¡Qué pena! Pensó mientras se alejaba a paso ligero de aquel
laberinto.
Las dos palabras resonaban en su cabeza y retumbaban en su
pecho al ritmo de los latidos acelerados de su corazón. Sí, una pena.
No volvió la cabeza, sabía lo que vería. Él se había quedado
allí y se hacía cada vez más pequeño,
como en esas películas en las que la cámara va dejando la escena lentamente y
los edificios del fondo se alejan más y más
hasta perderse en el infinito de un horizonte borroso.
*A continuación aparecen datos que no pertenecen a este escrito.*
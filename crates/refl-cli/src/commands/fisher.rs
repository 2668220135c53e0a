use std::error::Error;
use std::fs;
use std::path::PathBuf;

use clap::Args;
use refl_exp::{to_canonical_json_bytes, LibrarySample};
use refl_info::FisherSummary;
use refl_sim::AngleTime;

use super::{load_beam, parse_angle_time};

#[derive(Args, Debug)]
pub struct FisherArgs {
    #[arg(long)]
    pub sample: String,
    /// Measurement as `angle:points:time`; repeat for several angles.
    #[arg(long = "at", required = true, value_parser = parse_angle_time)]
    pub angle_times: Vec<AngleTime>,
    /// Bulk water SLDs to measure in; the sample's usual conditions when omitted.
    #[arg(long = "contrast", allow_hyphen_values = true)]
    pub contrasts: Vec<f64>,
    #[arg(long)]
    pub beam: Option<PathBuf>,
    /// Write the summary here instead of standard output.
    #[arg(long)]
    pub out: Option<PathBuf>,
}

pub fn run(args: &FisherArgs) -> Result<(), Box<dyn Error>> {
    let beam = load_beam(args.beam.as_deref())?;
    let library = LibrarySample::load(&args.sample)?;
    let target = library.target(&args.contrasts)?;
    let g = target.information(&args.angle_times, &beam)?;
    let params = library.as_sample().parameters();
    let summary = FisherSummary::new(params.names(&params.varying()), &g);
    let bytes = to_canonical_json_bytes(&summary)?;
    match &args.out {
        Some(path) => {
            if let Some(parent) = path.parent().filter(|p| !p.as_os_str().is_empty()) {
                fs::create_dir_all(parent)?;
            }
            fs::write(path, bytes)?;
        }
        None => println!("{}", String::from_utf8(bytes)?),
    }
    Ok(())
}
use std::io;
use std::path::Path;

use refl_core::errors::{ErrorInfo, ReflError};

#[test]
fn families_share_the_payload() {
    let info = ErrorInfo::new("layer-thickness", "negative thickness").with_context("layer", "Pt");
    let errors = [
        ReflError::Model(info.clone()),
        ReflError::Simulation(info.clone()),
        ReflError::Information(info.clone()),
        ReflError::Design(info.clone()),
    ];
    for err in &errors {
        assert_eq!(err.code(), "layer-thickness");
        assert_eq!(err.info().context["layer"], "Pt");
    }
}

#[test]
fn display_includes_context_and_hint() {
    let err = ReflError::Design(
        ErrorInfo::new("sample-unknown", "no such sample")
            .with_context("sample", "foo")
            .with_hint("simple_sample, YIG_sample"),
    );
    assert_eq!(
        err.to_string(),
        "design: [sample-unknown] no such sample (sample=foo); hint: simple_sample, YIG_sample"
    );
}

#[test]
fn io_errors_record_the_path() {
    let err = ReflError::io(
        "beam-read",
        Path::new("beam.csv"),
        io::Error::new(io::ErrorKind::NotFound, "missing"),
    );
    assert!(matches!(err, ReflError::Io(_)));
    assert_eq!(err.info().context["path"], "beam.csv");
}

#[test]
fn errors_round_trip_json() {
    let err = ReflError::Serde(ErrorInfo::new("plan-yaml", "unknown field"));
    let json = serde_json::to_string(&err).expect("serialize");
    assert!(json.contains("\"family\":\"Serde\""));
    let decoded: ReflError = serde_json::from_str(&json).expect("deserialize");
    assert_eq!(decoded, err);
}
Borroso, así estaba ya el recuerdo en su mente. Ya no lo
necesitaba, no necesitaba aferrarse a su imagen. La vida le había enseñado que hay recuerdos innecesarios
que solo sirven para tener anclados sentimientos que se estaban quedando enquistados en su memoria y en su alma y como
cualquier quiste molesto, había que eliminarlo con el mejor golpe de bisturí.
Y eso había hecho, lo
dejó allí, abandonado en el centro del laberinto y a cada paso que daba, el
camino se borraba tras sus pies.
Reconoció el sonido de sus tacones al acabar el recorrido, levantó la cabeza y pisó con firmeza, segura
de lo que hacía, igual que esas actrices
que llevan unos “Manolos” en sus pies y fingen que les dan alas.
Ella no tenía alas ni “Manolos” pero había aprendido a andar
sin mirar atrás.
La victoria viene sola cuando es ella la que decide andar y desenlazar el entuerto del laberinto.